[Opening GIVEN DATA section]
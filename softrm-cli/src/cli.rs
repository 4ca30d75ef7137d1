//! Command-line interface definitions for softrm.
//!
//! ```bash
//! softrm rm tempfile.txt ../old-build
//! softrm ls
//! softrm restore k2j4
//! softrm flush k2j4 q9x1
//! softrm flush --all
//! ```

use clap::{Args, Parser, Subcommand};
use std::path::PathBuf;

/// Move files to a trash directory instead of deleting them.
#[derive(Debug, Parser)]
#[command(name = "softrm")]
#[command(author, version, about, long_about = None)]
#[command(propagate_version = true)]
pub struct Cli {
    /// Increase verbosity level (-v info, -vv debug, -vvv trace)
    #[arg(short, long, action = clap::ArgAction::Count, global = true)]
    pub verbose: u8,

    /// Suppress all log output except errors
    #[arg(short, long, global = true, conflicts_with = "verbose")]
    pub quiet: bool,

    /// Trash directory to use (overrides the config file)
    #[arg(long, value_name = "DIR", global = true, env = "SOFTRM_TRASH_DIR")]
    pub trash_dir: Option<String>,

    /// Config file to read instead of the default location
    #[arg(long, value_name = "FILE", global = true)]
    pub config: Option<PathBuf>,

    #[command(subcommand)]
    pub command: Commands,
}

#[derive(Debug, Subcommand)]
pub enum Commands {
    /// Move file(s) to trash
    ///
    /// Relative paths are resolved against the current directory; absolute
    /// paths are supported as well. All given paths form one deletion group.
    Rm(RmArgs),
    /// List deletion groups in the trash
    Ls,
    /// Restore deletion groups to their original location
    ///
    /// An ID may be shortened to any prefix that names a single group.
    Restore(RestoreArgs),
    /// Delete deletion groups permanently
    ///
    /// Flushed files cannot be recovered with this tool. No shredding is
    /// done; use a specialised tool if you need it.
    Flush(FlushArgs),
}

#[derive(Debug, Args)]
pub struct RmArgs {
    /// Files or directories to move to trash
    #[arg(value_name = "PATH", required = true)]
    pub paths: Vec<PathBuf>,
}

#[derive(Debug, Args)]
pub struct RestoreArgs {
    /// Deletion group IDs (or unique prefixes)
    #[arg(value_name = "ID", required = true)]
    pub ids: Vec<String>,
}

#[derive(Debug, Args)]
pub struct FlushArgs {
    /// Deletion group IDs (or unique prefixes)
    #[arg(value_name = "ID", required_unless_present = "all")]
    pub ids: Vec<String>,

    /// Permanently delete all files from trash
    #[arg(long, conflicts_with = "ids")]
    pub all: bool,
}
[Closing GIVEN DATA section]
Go through the data and copy each line exactly as it was written.

> _TASK RESPONSE_:
filename softrm-cli/src/cli.rs
repository 4ca30d75ef7137d1
//! Command-line interface definitions for softrm.
//!
//! ```bash
//! softrm rm tempfile.txt ../old-build
//! softrm ls
//! softrm restore k2j4
//! softrm flush k2j4 q9x1
//! softrm flush --all
//! ```

use clap::{Args, Parser, Subcommand};
use std::path::PathBuf;

/// Move files to a trash directory instead of deleting them.
#[derive(Debug, Parser)]
#[command(name = "softrm")]
#[command(author, version, about, long_about = None)]
#[command(propagate_version = true)]
pub struct Cli {
    /// Increase verbosity level (-v info, -vv debug, -vvv trace)
    #[arg(short, long, action = clap::ArgAction::Count, global = true)]
    pub verbose: u8,

    /// Suppress all log output except errors
    #[arg(short, long, global = true, conflicts_with = "verbose")]
    pub quiet: bool,

    /// Trash directory to use (overrides the config file)
    #[arg(long, value_name = "DIR", global = true, env = "SOFTRM_TRASH_DIR")]
    pub trash_dir: Option<String>,

    /// Config file to read instead of the default location
    #[arg(long, value_name = "FILE", global = true)]
    pub config: Option<PathBuf>,

    #[command(subcommand)]
    pub command: Commands,
}

#[derive(Debug, Subcommand)]
pub enum Commands {
    /// Move file(s) to trash
    ///
    /// Relative paths are resolved against the current directory; absolute
    /// paths are supported as well. All given paths form one deletion group.
    Rm(RmArgs),
    /// List deletion groups in the trash
    Ls,
    /// Restore deletion groups to their original location
    ///
    /// An ID may be shortened to any prefix that names a single group.
    Restore(RestoreArgs),
    /// Delete deletion groups permanently
    ///
    /// Flushed files cannot be recovered with this tool. No shredding is
    /// done; use a specialised tool if you need it.
    Flush(FlushArgs),
}

#[derive(Debug, Args)]
pub struct RmArgs {
    /// Files or directories to move to trash
    #[arg(value_name = "PATH", required = true)]
    pub paths: Vec<PathBuf>,
}

#[derive(Debug, Args)]
pub struct RestoreArgs {
    /// Deletion group IDs (or unique prefixes)
    #[arg(value_name = "ID", required = true)]
    pub ids: Vec<String>,
}

#[derive(Debug, Args)]
pub struct FlushArgs {
    /// Deletion group IDs (or unique prefixes)
    #[arg(value_name = "ID", required_unless_present = "all")]
    pub ids: Vec<String>,

    /// Permanently delete all files from trash
    #[arg(long, conflicts_with = "ids")]
    pub all: bool,
}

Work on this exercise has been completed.